Once A interacts unavoidably with the rest of the universe, A gets entangled with it, and there's no specific quantum state of A any more.  However, you can still limit your attention to system A.
The quantum state of the whole universe is now a sum of |a1>|b1> + |a2>|b2> + .... |an> |bn> where we have been running over all possible micro states of A: there are n of them.
The quantum description of just system A now reduces to a density operator, which takes on the form:

| a1 > < a1 | () + |a2 > < a2 | () + ... |an > ).

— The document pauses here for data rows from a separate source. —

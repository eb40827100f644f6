//! Collaborator ports: the narrow contracts the orchestrator drives.
//!
//! Drive access, biometric authentication, and malware scanning live outside
//! the core. Hardware adapters implement these traits; tests script them.

use thiserror::Error;

/// Result of one drive read.
#[derive(Debug, Clone, PartialEq, Eq)]
pub enum ChunkRead {
    /// Up to `max` bytes of plaintext. May be empty.
    Data(Vec<u8>),
    EndOfFile,
}

#[derive(Debug, Error)]
pub enum ReadError {
    #[error("drive I/O failed: {0}")]
    Io(#[from] std::io::Error),

    #[error("drive is not ready")]
    NotReady,
}

/// The mass-storage drive behind the relay.
pub trait Drive: Send {
    /// Cheap presence check, polled every tick.
    fn is_present(&mut self) -> bool;

    /// Position the content stream at its start. Called once per session
    /// before the first read.
    fn rewind(&mut self) -> Result<(), ReadError> {
        Ok(())
    }

    /// Read the next chunk of at most `max` bytes.
    fn read_next_chunk(&mut self, max: usize) -> Result<ChunkRead, ReadError>;
}

/// Answer from a non-blocking authentication poll.
#[derive(Debug, Clone, Copy, PartialEq, Eq)]
pub enum AuthPoll {
    Pending,
    Granted,
    Denied,
}

/// Biometric authentication, split into start / poll / cancel so the tick
/// loop never blocks on the sensor.
pub trait Authenticator: Send {
    /// Start a fresh attempt, discarding any previous one.
    fn begin(&mut self);

    fn poll(&mut self) -> AuthPoll;

    /// Abandon the attempt in progress. Safe to call when none is running.
    fn cancel(&mut self);
}

#[derive(Debug, Clone, Copy, PartialEq, Eq)]
pub enum ScanVerdict {
    Clean,
    Threat,
}

/// Malware pre-scan. Synchronous, single verdict per session.
pub trait ThreatScanner: Send {
    fn scan(&mut self) -> Result<ScanVerdict, ReadError>;
}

Here, ( ) are positive real numbers, the norms of the quantum states of "the rest of the universe" that are entangled with our system's quantum state ai.  There are only n such states of the universe that MATTER even though there are infinitely more of course, but they are not solicited by the entanglement with our system.

As such, our density operator consists of n quantum states, with statistical weights given by ( ).  In the worst case, these weights are all equal, which means that our density operator corresponds to "total ignorance of the micro state of A".  Usually, we take extra conditions on the interaction with the rest of the universe, like "energy conserving" or "thermal equilibrium".  This changes the values of ( ), and leads to things like micro-canonical ensemble, canonical ensemble and so on.

In the worst case, we don't know which of the n micro states our system is in (due to entanglement with the rest of the universe), and then its entropy is log_2 (n) in bits, or 1/K_b ln(n) in thermodynamic units.

From an information perspective, if a system can be in N possible states, its entropy is (at most) log_2 (N).

Now, let us compare.  A cup of hot water, at 80 centigrade, 100 grams, say, will contain MORE than the entropy increase from freezing to 80 degrees, right ?

Now, the heat delivered to 100 grams of water to go from 0 to 80 centigrade is 418.6 J/K x 80 = 33488 J.
This heat is transferred at a temperature of less than 80 centigrade, so less than 360 K.   As such, the entropy *increase* is at least 93J/K.

Now, this corresponds to a number of states N equal to e^(6.739 10^24), or to a number of bits equal to 9.7 x 10^24.

Note that I didn't even consider the entropy of icy water, which is not zero.

So my cup of hot water has already an entropy of 10^25 bits.  No computing system on earth masters a memory capacity (*) of 10^25 bits, not even the whole internet.

(*) I take memory capacity as "state space" proxy.